Mertes für Entfernung, aber...
Für eine Entfernung des Hengsbach-Denkmals sprach sich der Jesuit Klaus Mertes aus. Allerdings sei das Problem des Umgangs mit Missbrauch "ja nicht einfach erledigt, indem man ein Denkmal wegtut", sagte Mertes am Freitag im Deutschlandfunk. Er warnte davor, dass das Abbauen von Denkmälern auch den Eindruck erwecken könne, "mit dem haben wir nichts zu tun".
Mertes möchte die Debatte um die Statue mit der Frage verbinden: "Wie kommen wir denn endlich von diesem Personenkult los in Bezug auf Amtsträger?". Person und Amt seien zu sehr verschmolzen, so Mertes. Mertes, der vor 13 Jahren den Missbrauchsskandal in der katholischen Kirche in Deutschland öffentlich machte, äußerte sich auch zur Umbenennung von Straßennamen nach Personen, denen die Vertuschung von sexualisierter Gewalt vorgeworfen wird, etwa im Fall des ehemaligen Trierer Bischofs Bernhard Stein. Darüber müsse von Fall zu Fall einzeln entschieden werden, so der Jesuit.

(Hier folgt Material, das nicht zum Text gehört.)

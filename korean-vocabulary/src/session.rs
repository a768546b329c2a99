use std::collections::HashMap;
use std::sync::Arc;

use async_trait::async_trait;
use dictionary::{
    Dictionary, DictionaryError, GeneratedImage, Meaning, Model, SpeechClip, StudentLevel,
    WordDefinition,
};
use tracing::{debug, info, warn};

use crate::history::{History, HistoryEntry};
use crate::storage::Storage;
use crate::theme::ThemeColor;

/// Where definitions and media come from.
#[async_trait]
pub trait DefinitionSource: Send + Sync {
    async fn define(
        &self,
        word: &str,
        level: StudentLevel,
        model: Model,
    ) -> Result<WordDefinition, DictionaryError>;

    async fn illustrate(
        &self,
        word: &str,
        meaning: &Meaning,
        level: StudentLevel,
    ) -> Option<GeneratedImage>;

    async fn speak(&self, text: &str) -> Option<SpeechClip>;
}

#[async_trait]
impl DefinitionSource for Dictionary {
    async fn define(
        &self,
        word: &str,
        level: StudentLevel,
        model: Model,
    ) -> Result<WordDefinition, DictionaryError> {
        self.get_definition(word, level, model).await
    }

    async fn illustrate(
        &self,
        word: &str,
        meaning: &Meaning,
        level: StudentLevel,
    ) -> Option<GeneratedImage> {
        self.generate_image(word, meaning, level).await
    }

    async fn speak(&self, text: &str) -> Option<SpeechClip> {
        self.synthesize_speech(text).await
    }
}

#[derive(Debug, thiserror::Error)]
pub enum SessionError {
    #[error("먼저 단어를 검색해주세요.")]
    NothingDisplayed,
    #[error("{}번 항목이 없어요.", .0 + 1)]
    NoSuchItem(usize),
    #[error("검색 기록을 저장하지 못했습니다: {0}")]
    Storage(#[from] sqlx::Error),
}

#[derive(Debug, Clone, PartialEq)]
pub enum Status {
    Idle,
    Loading { word: String },
    Ready,
    Failed(String),
}

/// Issued for every lookup. Only the most recently issued ticket may update the session.
#[derive(Debug)]
pub struct LookupTicket {
    seq: u64,
    word: String,
    level: StudentLevel,
    model: Model,
}

#[derive(Debug)]
pub enum MediaState<T> {
    Ready(Arc<T>),
    /// Last attempt produced nothing; asking again retries.
    Failed,
}

impl<T> Clone for MediaState<T> {
    fn clone(&self) -> Self {
        match self {
            MediaState::Ready(media) => MediaState::Ready(Arc::clone(media)),
            MediaState::Failed => MediaState::Failed,
        }
    }
}

#[derive(Debug, Default)]
struct MediaMemo {
    images: HashMap<usize, MediaState<GeneratedImage>>,
    speech: HashMap<usize, MediaState<SpeechClip>>,
}

/// The definition on screen together with the media fetched for it.
#[derive(Debug)]
pub struct Displayed {
    pub definition: WordDefinition,
    pub level: StudentLevel,
    media: MediaMemo,
}

impl Displayed {
    pub(crate) fn new(definition: WordDefinition, level: StudentLevel) -> Self {
        Self {
            definition,
            level,
            media: MediaMemo::default(),
        }
    }

    pub fn image_state(&self, index: usize) -> Option<&MediaState<GeneratedImage>> {
        self.media.images.get(&index)
    }

    pub fn speech_state(&self, index: usize) -> Option<&MediaState<SpeechClip>> {
        self.media.speech.get(&index)
    }
}

pub struct Session<S> {
    source: S,
    storage: Storage,
    history: History,
    history_filter: String,
    theme: ThemeColor,
    level: StudentLevel,
    model: Model,
    status: Status,
    displayed: Option<Displayed>,
    latest_seq: u64,
}

impl<S: DefinitionSource> Session<S> {
    /// Reads history and theme once; afterwards the store is only written to.
    pub async fn load(source: S, storage: Storage) -> sqlx::Result<Self> {
        let history = storage.load_history().await?;
        let theme = storage.load_theme().await?;
        info!("loaded {} history entries, theme {theme}", history.len());
        Ok(Self {
            source,
            storage,
            history,
            history_filter: String::new(),
            theme,
            level: StudentLevel::default(),
            model: Model::default(),
            status: Status::Idle,
            displayed: None,
            latest_seq: 0,
        })
    }

    pub fn status(&self) -> &Status {
        &self.status
    }

    pub fn displayed(&self) -> Option<&Displayed> {
        self.displayed.as_ref()
    }

    pub fn history(&self) -> &History {
        &self.history
    }

    pub fn filtered_history(&self) -> Vec<&HistoryEntry> {
        self.history.filter(&self.history_filter)
    }

    pub fn history_filter(&self) -> &str {
        &self.history_filter
    }

    pub fn set_history_filter(&mut self, filter: &str) {
        self.history_filter = filter.trim().to_owned();
    }

    pub fn theme(&self) -> ThemeColor {
        self.theme
    }

    pub async fn set_theme(&mut self, theme: ThemeColor) -> sqlx::Result<()> {
        self.theme = theme;
        self.storage.save_theme(theme).await
    }

    pub fn level(&self) -> StudentLevel {
        self.level
    }

    pub fn set_level(&mut self, level: StudentLevel) {
        self.level = level;
    }

    pub fn model(&self) -> Model {
        self.model
    }

    pub fn set_model(&mut self, model: Model) {
        self.model = model;
    }

    /// Back to the empty screen. History is kept.
    pub fn reset(&mut self) {
        self.status = Status::Idle;
        self.displayed = None;
    }

    /// Returns `None` for blank input, which leaves the session untouched.
    pub fn begin_lookup(&mut self, word: &str, level: StudentLevel) -> Option<LookupTicket> {
        let word = word.trim();
        if word.is_empty() {
            return None;
        }
        self.latest_seq += 1;
        self.status = Status::Loading {
            word: word.to_owned(),
        };
        Some(LookupTicket {
            seq: self.latest_seq,
            word: word.to_owned(),
            level,
            model: self.model,
        })
    }

    pub async fn fetch(&self, ticket: &LookupTicket) -> Result<WordDefinition, DictionaryError> {
        self.source
            .define(&ticket.word, ticket.level, ticket.model)
            .await
    }

    /// Applies a finished lookup. Returns `false` when a newer lookup was started
    /// in the meantime and the result was dropped.
    pub async fn finish_lookup(
        &mut self,
        ticket: LookupTicket,
        result: Result<WordDefinition, DictionaryError>,
    ) -> Result<bool, SessionError> {
        if ticket.seq != self.latest_seq {
            debug!(
                "discarding response for {:?} (request {}, latest {})",
                ticket.word, ticket.seq, self.latest_seq
            );
            return Ok(false);
        }
        match result {
            Ok(definition) => {
                info!(
                    "showing {:?} with {} meanings",
                    definition.word,
                    definition.meanings.len()
                );
                self.history.record(&definition.word, ticket.level);
                self.displayed = Some(Displayed::new(definition, ticket.level));
                self.status = Status::Ready;
                self.storage.save_history(&self.history).await?;
            }
            Err(error) => {
                warn!("lookup of {:?} failed: {error}", ticket.word);
                self.status = Status::Failed(error.user_message());
            }
        }
        Ok(true)
    }

    pub async fn lookup(&mut self, word: &str, level: StudentLevel) -> Result<bool, SessionError> {
        let Some(ticket) = self.begin_lookup(word, level) else {
            return Ok(false);
        };
        let result = self.fetch(&ticket).await;
        self.finish_lookup(ticket, result).await
    }

    /// Looks up `word` at the selected level.
    pub async fn search(&mut self, word: &str) -> Result<bool, SessionError> {
        self.lookup(word, self.level).await
    }

    pub async fn select_related(&mut self, index: usize) -> Result<bool, SessionError> {
        let word = self
            .displayed
            .as_ref()
            .ok_or(SessionError::NothingDisplayed)?
            .definition
            .related_words
            .get(index)
            .ok_or(SessionError::NoSuchItem(index))?
            .word
            .clone();
        self.search(&word).await
    }

    /// Index into the filtered history. The item's level becomes the selected level.
    pub async fn select_history(&mut self, index: usize) -> Result<bool, SessionError> {
        let (word, level) = self
            .filtered_history()
            .get(index)
            .map(|entry| (entry.word.clone(), entry.level))
            .ok_or(SessionError::NoSuchItem(index))?;
        self.level = level;
        self.lookup(&word, level).await
    }

    pub async fn meaning_image(
        &mut self,
        index: usize,
    ) -> Result<MediaState<GeneratedImage>, SessionError> {
        let displayed = self
            .displayed
            .as_mut()
            .ok_or(SessionError::NothingDisplayed)?;
        let meaning = displayed
            .definition
            .meanings
            .get(index)
            .ok_or(SessionError::NoSuchItem(index))?;
        if let Some(MediaState::Ready(image)) = displayed.media.images.get(&index) {
            return Ok(MediaState::Ready(Arc::clone(image)));
        }
        let state = match self
            .source
            .illustrate(&displayed.definition.word, meaning, displayed.level)
            .await
        {
            Some(image) => MediaState::Ready(Arc::new(image)),
            None => MediaState::Failed,
        };
        displayed.media.images.insert(index, state.clone());
        Ok(state)
    }

    pub async fn meaning_speech(
        &mut self,
        index: usize,
    ) -> Result<MediaState<SpeechClip>, SessionError> {
        let displayed = self
            .displayed
            .as_mut()
            .ok_or(SessionError::NothingDisplayed)?;
        let meaning = displayed
            .definition
            .meanings
            .get(index)
            .ok_or(SessionError::NoSuchItem(index))?;
        if let Some(MediaState::Ready(clip)) = displayed.media.speech.get(&index) {
            return Ok(MediaState::Ready(Arc::clone(clip)));
        }
        let text = meaning.speech_text(&displayed.definition.word);
        let state = match self.source.speak(&text).await {
            Some(clip) => MediaState::Ready(Arc::new(clip)),
            None => MediaState::Failed,
        };
        displayed.media.speech.insert(index, state.clone());
        Ok(state)
    }
}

Weiter mahnte er, bei der rückblickenden moralischen Beurteilung von Personen sei Vorsicht geboten. Dies gelte insbesondere für den Gestus, in dem dies geschehe. "Damit wir nicht in eine Selbstgerechtigkeit fallen", so Mertes, "und meinen, dass wir am Ende nur solche Personen überhaupt im öffentlichen Gedächtnis behalten wollen, die eine lupenreine Weste haben. Und die hat niemand." (tmg/KNA)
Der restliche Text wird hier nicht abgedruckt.